Recently Microsoft announced that they will push an update in August that will prevent the use of RSA keys with a bit-length less than 1024.
This has been a change that has been coming for some time, for example Microsoft has not allowed CAs with such small keys in their root program for quite a while. They have been proponents of the key length restrictions in the current Baseline Requirements for SSL/TLS certificates in the CA/Browser Forum.
Despite this the SSL Pulse project still shows that within the top 1 million websites there are still web servers using keys less than 1024 bits in size (5 of them). While I do not know who the issuers of these certificates are (they are not GlobalSign), the Microsoft Root Program had prohibited the issuance of smaller than 1024 bit keys and the new Baseline requirements require that all certificates 1024 bits in length expire before December 2013 so if my guess is these would have naturally expired by then.
This patch will cause those certificates to fail to validate once applied.

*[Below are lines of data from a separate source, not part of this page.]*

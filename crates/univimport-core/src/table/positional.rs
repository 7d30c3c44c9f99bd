//! Fixed-offset extraction for headerless manifests.

use tracing::debug;

use super::{Result, TableExtractor};
use crate::models::cell::cell_at;
use crate::models::{Cell, ManifestRow};
use crate::normalize::extract_leading_number;

/// Quantity of every positional row; the source carries none.
pub const DEFAULT_QUANTITY: i64 = 1;

/// Unit of every positional row.
pub const DEFAULT_UNIT: &str = "BigBag";

/// Zero-based column offsets of the positional layout.
///
/// These offsets are an upstream layout contract and must not be inferred.
#[derive(Debug, Clone, Copy, PartialEq, Eq)]
pub struct PositionalLayout {
    pub article_id: usize,
    pub weight: usize,
    pub expiry: usize,
    pub batch: usize,
    pub unit_id: usize,
}

impl Default for PositionalLayout {
    fn default() -> Self {
        Self {
            article_id: 0,
            weight: 1,
            expiry: 5,
            batch: 6,
            unit_id: 7,
        }
    }
}

/// Maps fixed column offsets to business columns.
///
/// Descriptions stay blank here and are filled from the article catalog.
pub struct PositionalExtractor {
    layout: PositionalLayout,
}

impl PositionalExtractor {
    pub fn new() -> Self {
        Self {
            layout: PositionalLayout::default(),
        }
    }

    pub fn layout(&self) -> PositionalLayout {
        self.layout
    }

    fn map_row(&self, row: &[Cell]) -> ManifestRow {
        let layout = &self.layout;
        let id_text = cell_at(row, layout.article_id).trimmed();

        ManifestRow {
            article_id: Cell::Text(extract_leading_number(&id_text)),
            description: Cell::Text(String::new()),
            unit_id: cell_at(row, layout.unit_id).clone(),
            batch: cell_at(row, layout.batch).clone(),
            quantity: Cell::Int(DEFAULT_QUANTITY),
            unit: Cell::Text(DEFAULT_UNIT.to_string()),
            load_carrier: Cell::Text(String::new()),
            expiry: cell_at(row, layout.expiry).clone(),
            weight: cell_at(row, layout.weight).clone(),
        }
    }
}

impl Default for PositionalExtractor {
    fn default() -> Self {
        Self::new()
    }
}

impl TableExtractor for PositionalExtractor {
    fn extract(&self, grid: &[Vec<Cell>]) -> Result<Vec<ManifestRow>> {
        let rows: Vec<ManifestRow> = grid
            .iter()
            .filter(|row| !cell_at(row, self.layout.article_id).is_empty())
            .map(|row| self.map_row(row))
            .collect();

        debug!("Mapped {} of {} positional rows", rows.len(), grid.len());
        Ok(rows)
    }

    fn allows_decimal_ids(&self) -> bool {
        true
    }
}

Microsoft is adverse to “breaking things” they do not control; it’s easy to understand why. With that in mind we can we can assume the decision to release this policy in the form of a patch is clearly based on the recent PKI issues used by Flame which was only possible because of a its use of weak crypto.
But what does this mean for you? Well in the context of getting TLS certificates from a CA who is trusted by Microsoft or Mozilla you shouldn’t be impacted at all since no CA should have been issuing certificates with such small keys.
That said in an enterprise it’s certainly possible such certificates exist and if you have an internal PKI you need to ensure they don’t in yours before this patch gets deployed in August or those systems will stop working.
Microsoft provides some guidance on how to look for these certificates but your likely better off running a tool like Venafi Accessor against your environment to find what keys and certificates you have deployed.
They release their “assessment tool” for free as a means to market to you their certificate management products, the marketing material is alarmist (and in some cases a little misleading) but the assessment tool I good and will be useful to organizations who need to understand the implications to their environment.